9. The program as claimed in claim 7, wherein: said inspection area defining step comprises the steps of: defining a first area including the printed substrate pattern part concerning the component; defining a second area including lands provided for electrodes of the component; defining a third area, avoiding said second area, within said first area; detecting, for the third area, the printed substrate pattern part, with the use of, as an index, a predetermined characteristic of image concerning the printed substrate pattern part; and defining the predetermined inspection area avoiding the thus-detected printed substrate pattern part.

10. The program as claimed in claim 9, wherein: the first and second areas, as well as the predetermined inspection areas, comprise rectangular areas, respectively; and the program comprises instructions to cause the computer to execute the step of defining the predetermined inspection area within an inscribed rectangular area with respect to the detected printed substrate pattern part.

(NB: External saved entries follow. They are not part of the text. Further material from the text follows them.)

// src/models/sabr/hagan.rs

//! Hagan et al. (2002) asymptotic expansion of the SABR implied volatility.
//!
//! The lognormal (Black) implied volatility is
//!
//! ```text
//! σ(K) = α / D · z/χ(z) · [1 + T·((1-β)²/24 · α²/(FK)^(1-β)
//!                                + ρβνα / (4 (FK)^((1-β)/2))
//!                                + (2-3ρ²)/24 · ν²)]
//!
//! D    = (FK)^((1-β)/2) · [1 + (1-β)²/24 · ln²(F/K) + (1-β)⁴/1920 · ln⁴(F/K)]
//! z    = ν/α · (FK)^((1-β)/2) · ln(F/K)
//! χ(z) = ln[(sqrt(1 - 2ρz + z²) + z - ρ) / (1 - ρ)]
//! ```
//!
//! Both `z/χ` at `K → F` and `z/χ` at `χ → 0` are removable singularities; they
//! are handled by an explicit ATM branch and an explicit limit respectively.

/// Relative moneyness `|K-F|/F` below which the ATM expansion is used.
pub const ATM_THRESHOLD: f64 = 1e-6;

/// Floor applied to alpha and nu before evaluation.
pub const PARAM_FLOOR: f64 = 1e-12;

/// Bound on |rho| applied before evaluation.
pub const RHO_BOUND: f64 = 0.9999;

/// Admissible beta range after clamping.
pub const BETA_BOUNDS: (f64, f64) = (1e-6, 0.9999);

const CHI_EPS: f64 = 1e-12;
const SQRT_ARG_FLOOR: f64 = 1e-18;

/// Apply the parameter floors/clamps shared by every evaluation path.
///
/// Returns `(alpha, beta, rho, nu)`.
pub fn clamp_params(alpha: f64, beta: f64, rho: f64, nu: f64) -> (f64, f64, f64, f64) {
    (
        alpha.max(PARAM_FLOOR),
        beta.clamp(BETA_BOUNDS.0, BETA_BOUNDS.1),
        rho.clamp(-RHO_BOUND, RHO_BOUND),
        nu.max(PARAM_FLOOR),
    )
}

/// Time-correction bracket `(1 + T·[...])` shared by both regimes, with
/// `fk_beta = (FK)^((1-β)/2)` (equal to `F^(1-β)` at the money).
fn time_correction(t: f64, alpha: f64, beta: f64, rho: f64, nu: f64, fk_beta: f64) -> f64 {
    let one_m_beta = 1.0 - beta;
    let term = (one_m_beta * one_m_beta / 24.0) * alpha * alpha / (fk_beta * fk_beta)
        + (rho * beta * nu * alpha) / (4.0 * fk_beta)
        + ((2.0 - 3.0 * rho * rho) / 24.0) * nu * nu;
    1.0 + term * t
}

fn atm_implied_vol(f: f64, t: f64, alpha: f64, beta: f64, rho: f64, nu: f64) -> f64 {
    let f_pow = f.powf(1.0 - beta);
    alpha / f_pow * time_correction(t, alpha, beta, rho, nu, f_pow)
}

/// SABR implied Black volatility under the Hagan approximation.
///
/// Never fails: non-positive `f`, `k` or `t`, a non-positive denominator and any
/// non-finite or negative intermediate result all map to `0.0`, which callers
/// treat as "not meaningfully defined".
pub fn implied_vol(f: f64, k: f64, t: f64, alpha: f64, beta: f64, rho: f64, nu: f64) -> f64 {
    let (alpha, beta, rho, nu) = clamp_params(alpha, beta, rho, nu);
    if t <= 0.0 || k <= 0.0 || f <= 0.0 {
        return 0.0;
    }

    let vol = if ((k - f) / f).abs() < ATM_THRESHOLD {
        atm_implied_vol(f, t, alpha, beta, rho, nu)
    } else {
        general_implied_vol(f, k, t, alpha, beta, rho, nu)
    };

    if vol.is_finite() && vol > 0.0 {
        vol
    } else {
        0.0
    }
}

fn general_implied_vol(f: f64, k: f64, t: f64, alpha: f64, beta: f64, rho: f64, nu: f64) -> f64 {
    let log_fk = (f / k).ln();
    let one_m_beta = 1.0 - beta;
    let fk_beta = (f * k).powf(one_m_beta / 2.0);

    let z = (nu / alpha) * fk_beta * log_fk;
    let sqrt_term = (1.0 - 2.0 * rho * z + z * z).max(SQRT_ARG_FLOOR).sqrt();
    let chi = ((sqrt_term + z - rho) / (1.0 - rho)).ln();
    let z_over_chi = if chi.abs() < CHI_EPS { 1.0 } else { z / chi };

    let log_fk2 = log_fk * log_fk;
    let log_fk4 = log_fk2 * log_fk2;
    let omb2 = one_m_beta * one_m_beta;
    let d = fk_beta * (1.0 + (omb2 / 24.0) * log_fk2 + (omb2 * omb2 / 1920.0) * log_fk4);
    if d <= 0.0 {
        return 0.0;
    }

    alpha / d * z_over_chi * time_correction(t, alpha, beta, rho, nu, fk_beta)
}

#[cfg(test)]
mod tests {
    use super::*;

    const F: f64 = 100.0;
    const T: f64 = 1.0;
    const ALPHA: f64 = 2.0;
    const BETA: f64 = 0.5;
    const RHO: f64 = -0.3;
    const NU: f64 = 0.4;

    fn iv(k: f64) -> f64 {
        implied_vol(F, k, T, ALPHA, BETA, RHO, NU)
    }

    #[test]
    fn test_atm_branch_matches_expansion() {
        let f_pow = F.powf(1.0 - BETA);
        let expected = ALPHA / f_pow
            * (1.0
                + T * ((1.0 - BETA).powi(2) / 24.0 * ALPHA * ALPHA / F.powf(2.0 - 2.0 * BETA)
                    + RHO * BETA * NU * ALPHA / (4.0 * f_pow)
                    + (2.0 - 3.0 * RHO * RHO) * NU * NU / 24.0));
        assert!((iv(F) - expected).abs() < 1e-14);
    }

    #[test]
    fn test_continuity_across_atm_threshold() {
        let atm = iv(F);
        for &rel in &[1e-9, 5e-7, 9.9e-7, 1.01e-6, 2e-6, 1e-5] {
            let up = iv(F * (1.0 + rel));
            let dn = iv(F * (1.0 - rel));
            assert!((up - atm).abs() < 1e-5, "jump above F at rel={}", rel);
            assert!((dn - atm).abs() < 1e-5, "jump below F at rel={}", rel);
        }
    }

    #[test]
    fn test_negative_rho_produces_downward_skew() {
        assert!(iv(80.0) > iv(100.0));
        assert!(iv(80.0) > iv(120.0));
    }

    #[test]
    fn test_degenerate_domain_returns_zero() {
        assert_eq!(implied_vol(F, 90.0, 0.0, ALPHA, BETA, RHO, NU), 0.0);
        assert_eq!(implied_vol(F, 0.0, T, ALPHA, BETA, RHO, NU), 0.0);
        assert_eq!(implied_vol(-1.0, 90.0, T, ALPHA, BETA, RHO, NU), 0.0);
        assert_eq!(implied_vol(F, -5.0, T, ALPHA, BETA, RHO, NU), 0.0);
    }

    #[test]
    fn test_extreme_params_are_clamped() {
        // rho = ±1 would make chi's denominator vanish without clamping
        for &rho in &[-1.0, 1.0, -5.0, 5.0] {
            let v = implied_vol(F, 70.0, T, ALPHA, BETA, rho, NU);
            assert!(v.is_finite() && v >= 0.0, "rho={} gave {}", rho, v);
        }
        let v = implied_vol(F, 70.0, T, -1.0, 2.0, 0.0, -1.0);
        assert!(v.is_finite() && v >= 0.0);
    }

    #[test]
    fn test_zero_nu_limit_has_unit_z_over_chi() {
        // With nu floored to 1e-12, z/chi is exactly the chi -> 0 limit.
        let k = 90.0;
        let v = implied_vol(F, k, T, ALPHA, BETA, RHO, 0.0);
        let log_fk = (F / k).ln();
        let fk_beta = (F * k).powf((1.0 - BETA) / 2.0);
        let d = fk_beta
            * (1.0 + (1.0 - BETA).powi(2) / 24.0 * log_fk.powi(2)
                + (1.0 - BETA).powi(4) / 1920.0 * log_fk.powi(4));
        let corr = 1.0 + T * ((1.0 - BETA).powi(2) / 24.0 * ALPHA * ALPHA / (fk_beta * fk_beta));
        assert!((v - ALPHA / d * corr).abs() < 1e-9);
    }

    #[test]
    fn test_clamp_params() {
        let (a, b, r, n) = clamp_params(0.0, 1.5, -2.0, -1.0);
        assert_eq!(a, PARAM_FLOOR);
        assert_eq!(b, BETA_BOUNDS.1);
        assert_eq!(r, -RHO_BOUND);
        assert_eq!(n, PARAM_FLOOR);
    }
}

11. The program as claimed in claim 7, comprising instructions such that: said step of detecting a printed substrate pattern part around the component on the printed circuit substrate is carried out with the use of an index comprising at least one of a color, brightness and a shape appearing on the printed circuit substrate.

12. The program as claimed in claim 7, comprising instructions such that: said step of detecting a printed substrate pattern part around the component on the printed circuit substrate is carried out by means of pattern marching.

13. A printed circuit substrate appearance inspection apparatus comprising: a part configured to define a predetermined inspection area in an image of a printed circuit substrate including a component mounted on the printed circuit substrate; and a part configured to carry out appearance inspection of the component by analyzing image data in the thus-defined inspection area, wherein: said part configured to define the predetermined inspection area comprises; a part configured to detect a printed substrate pattern part around the component on the printed circuit substrate; and a part configured to define the predetermined inspection avoiding the thus-detected printed substrate pattern part.

14. The printed circuit substrate appearance inspection apparatus as claimed in claim 13, wherein: said predetermined inspection area comprises a rectangular area, and is defined within an inscribed rectangular area with respect to the thus-detected printed substrate pattern part.

15. The printed circuit substrate appearance inspection apparatus as claimed in claim 13, wherein: said part configured to define the predetermined inspection area comprises: a part configured to define a first area including the printed substrate pattern part concerning the component; a part configured to define a second area including lands provided for electrodes of the component; a part configured to define a third area, avoiding said second area, within said first area; a part configured to detect, for the third area, the printed substrate pattern part, with the use of, as an index, a predetermined characteristic of image concerning the printed substrate pattern part; and a part configured to define the predetermined inspection area avoiding the thus-detected printed substrate pattern part.

16. The printed circuit substrate appearance inspection apparatus as claimed in claim 15, wherein: the first and second areas, as well as the predetermined inspection areas, comprise rectangular areas, respectively; and the predetermined inspection area is defined within an inscribed rectangular area with respect to the detected printed substrate pattern part.

17. The printed circuit substrate appearance inspection apparatus as claimed in claim 13, wherein: said part configured to detect the printed substrate pattern part carries out detecting of the printed substrate pattern part with the use of an index comprising at least one of a color, brightness and a shape appearing on the printed circuit substrate.

18. The printed circuit substrate appearance inspection apparatus as claimed in claim 13, wherein: said part configured to detect the printed substrate pattern part carries out detecting of the printed substrate pattern part by means of pattern marching.